▸ DATA FOR THIS EXERCISE
[Start of section]

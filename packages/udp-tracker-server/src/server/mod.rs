//! The UDP server: a bound socket, a receiver loop and one task per
//! datagram.
pub mod bound_socket;
pub mod processor;

use std::io;
use std::net::SocketAddr;
use std::sync::Arc;

use tokio::task::JoinHandle;
use tokio_util::sync::CancellationToken;

use crate::container::UdpTrackerServices;
use crate::server::bound_socket::BoundSocket;
use crate::server::processor::Processor;
use crate::RawRequest;

/// The largest datagram the server reads. A full scrape request is 1496
/// bytes; anything larger is cut off and will fail to parse.
pub const MAX_PACKET_SIZE: usize = 2048;

/// A running UDP tracker instance.
pub struct Started {
    /// The resolved local address (useful when binding to port 0).
    pub binding: SocketAddr,

    /// The receiver loop task. It finishes when the cancellation token
    /// fires.
    pub task: JoinHandle<()>,
}

/// Binds the socket and spawns the receiver loop.
///
/// Every datagram is handed to its own task so a slow swarm cannot stall
/// the socket.
///
/// # Errors
///
/// Returns an error when the socket cannot be bound.
pub async fn start(
    bind_address: SocketAddr,
    services: Arc<UdpTrackerServices>,
    cancellation_token: CancellationToken,
) -> io::Result<Started> {
    let socket = Arc::new(BoundSocket::new(bind_address).await?);

    let binding = socket.address();

    tracing::info!(target: crate::UDP_TRACKER_LOG_TARGET, %binding, "UDP tracker started");

    let task = tokio::spawn(run_receiver_loop(socket, services, cancellation_token));

    Ok(Started { binding, task })
}

async fn run_receiver_loop(socket: Arc<BoundSocket>, services: Arc<UdpTrackerServices>, cancellation_token: CancellationToken) {
    let mut buffer = [0u8; MAX_PACKET_SIZE];

    loop {
        tokio::select! {
            () = cancellation_token.cancelled() => {
                tracing::info!(target: crate::UDP_TRACKER_LOG_TARGET, binding = %socket.address(), "UDP tracker stopped");
                break;
            }
            received = socket.recv_from(&mut buffer) => {
                match received {
                    Ok((len, from)) => {
                        let request = RawRequest {
                            payload: buffer[..len].to_vec(),
                            from,
                        };

                        let processor = Processor::new(socket.clone(), services.clone());

                        tokio::spawn(async move { processor.process_request(request).await });
                    }
                    Err(error) => {
                        // Transient receive errors (e.g. ICMP port
                        // unreachable bounced back on some platforms) must
                        // not kill the receiver loop.
                        tracing::warn!(target: crate::UDP_TRACKER_LOG_TARGET, %error, "failed to receive a datagram");
                    }
                }
            }
        }
    }
}

#[cfg(test)]
mod tests {

    use std::net::SocketAddr;

    use tokio_util::sync::CancellationToken;

    use crate::server::start;
    use crate::tests::initialize_public_services;

    #[tokio::test]
    async fn it_should_bind_to_an_ephemeral_port_and_stop_on_cancellation() {
        let env = initialize_public_services();

        let bind_address: SocketAddr = "127.0.0.1:0".parse().unwrap();
        let cancellation_token = CancellationToken::new();

        let started = start(bind_address, env.services.clone(), cancellation_token.clone())
            .await
            .unwrap();

        assert_ne!(started.binding.port(), 0);

        cancellation_token.cancel();

        started.task.await.unwrap();
    }
}
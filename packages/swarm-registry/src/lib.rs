//! Sharded in-memory swarm registry.
//!
//! The registry is the only shared mutable state of the tracker. It maps
//! infohashes to swarms (a set of seeders and a set of leechers) and is split
//! into shards, each guarded by its own reader/writer lock, so that announces
//! for unrelated torrents make progress independently.
//!
//! IPv4 and IPv6 entries live in disjoint shards: every registry operation is
//! scoped to one address family.
pub mod peer_key;
pub mod registry;
pub mod swarm;

pub use registry::{GarbageCollection, Registry};

#[cfg(test)]
pub(crate) mod tests {
    use std::net::{IpAddr, Ipv4Addr, SocketAddr};

    use peerhub_primitives::announce_event::AnnounceEvent;
    use peerhub_primitives::info_hash::InfoHash;
    use peerhub_primitives::peer::{Peer, PeerId};
    use peerhub_primitives::{DurationSinceUnixEpoch, NumberOfBytes};

    /// # Panics
    ///
    /// Will panic if the string representation of the info hash is not a valid info hash.
    #[must_use]
    pub fn sample_info_hash() -> InfoHash {
        "3b245504cf5f11bbdbe1201cea6a6bf45aee1bc0"
            .parse::<InfoHash>()
            .expect("String should be a valid info hash")
    }

    /// A peer that counts as `complete` in swarm metadata.
    #[must_use]
    pub fn seeder() -> Peer {
        Peer {
            peer_id: PeerId(*b"-qB00000000000000001"),
            peer_addr: SocketAddr::new(IpAddr::V4(Ipv4Addr::new(126, 0, 0, 1)), 8080),
            updated: DurationSinceUnixEpoch::new(1_669_397_478_934, 0),
            uploaded: NumberOfBytes::new(0),
            downloaded: NumberOfBytes::new(0),
            left: NumberOfBytes::new(0),
            event: AnnounceEvent::Completed,
        }
    }

    /// A peer that counts as `incomplete` in swarm metadata.
    #[must_use]
    pub fn leecher() -> Peer {
        Peer {
            peer_id: PeerId(*b"-qB00000000000000002"),
            peer_addr: SocketAddr::new(IpAddr::V4(Ipv4Addr::new(126, 0, 0, 2)), 8080),
            updated: DurationSinceUnixEpoch::new(1_669_397_478_934, 0),
            uploaded: NumberOfBytes::new(0),
            downloaded: NumberOfBytes::new(0),
            left: NumberOfBytes::new(1000),
            event: AnnounceEvent::Started,
        }
    }

    /// It generates a peer id from a number, e.g. `-qB00000000000000012` for 12.
    #[must_use]
    pub fn numeric_peer_id(two_digits_value: u8) -> PeerId {
        let idx_str = format!("{two_digits_value:02}");

        let mut peer_id_bytes = *b"-qB00000000000000000";
        peer_id_bytes[20 - idx_str.len()..].copy_from_slice(idx_str.as_bytes());

        PeerId(peer_id_bytes)
    }
}
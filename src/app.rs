//! Application assembly.
//!
//! Jobs started depending on the configuration:
//!
//! - One job per configured HTTP tracker instance.
//! - One job (plus a cookie rotation job) per configured UDP tracker
//!   instance.
//! - The swarm cleanup job, always.
use peerhub_configuration::{Configuration, Info};

use crate::bootstrap::jobs::{http_tracker, swarm_cleanup, udp_tracker, JobManager};
use crate::bootstrap::{self};
use crate::container::AppContainer;

/// Sets the process up and starts every configured job.
pub async fn run(info: &Info) -> (AppContainer, JobManager) {
    let (configuration, app_container) = bootstrap::app::setup(info);

    let jobs = start(&configuration, &app_container).await;

    (app_container, jobs)
}

/// Starts the jobs for an already built container. Tests call this directly
/// with their own configuration.
pub async fn start(configuration: &Configuration, app_container: &AppContainer) -> JobManager {
    warn_if_no_services_enabled(configuration);

    let mut job_manager = JobManager::new();

    for http_tracker_config in &configuration.http_trackers {
        let started = http_tracker::start_job(http_tracker_config, app_container).await;

        job_manager.add_http_binding(started.binding);
        job_manager.add_http_halt_channel(started.halt);
        job_manager.add_job(started.task);
    }

    for udp_tracker_config in &configuration.udp_trackers {
        let (started, rotation_job) =
            udp_tracker::start_job(udp_tracker_config, app_container, job_manager.cancellation_token()).await;

        job_manager.add_udp_binding(started.binding);
        job_manager.add_job(started.task);
        job_manager.add_job(rotation_job);
    }

    let cleanup_job = swarm_cleanup::start_job(
        &configuration.core,
        &app_container.swarm_registry,
        job_manager.cancellation_token(),
    );
    job_manager.add_job(cleanup_job);

    job_manager
}

fn warn_if_no_services_enabled(configuration: &Configuration) {
    if configuration.http_trackers.is_empty() && configuration.udp_trackers.is_empty() {
        tracing::warn!("no HTTP or UDP trackers enabled in the configuration");
    }
}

[End of section]

▸ EXERCISE
Which lines should be output? Exactly those from the first line of the data through the line containing "pub struct Started", inclusive.

▸ EXERCISE SOLUTION
filename packages/udp-tracker-server/src/server/mod.rs
//! The UDP server: a bound socket, a receiver loop and one task per
//! datagram.
pub mod bound_socket;
pub mod processor;

use std::io;
use std::net::SocketAddr;
use std::sync::Arc;

use tokio::task::JoinHandle;
use tokio_util::sync::CancellationToken;

use crate::container::UdpTrackerServices;
use crate::server::bound_socket::BoundSocket;
use crate::server::processor::Processor;
use crate::RawRequest;

/// The largest datagram the server reads. A full scrape request is 1496
/// bytes; anything larger is cut off and will fail to parse.
pub const MAX_PACKET_SIZE: usize = 2048;

/// A running UDP tracker instance.
pub struct Started {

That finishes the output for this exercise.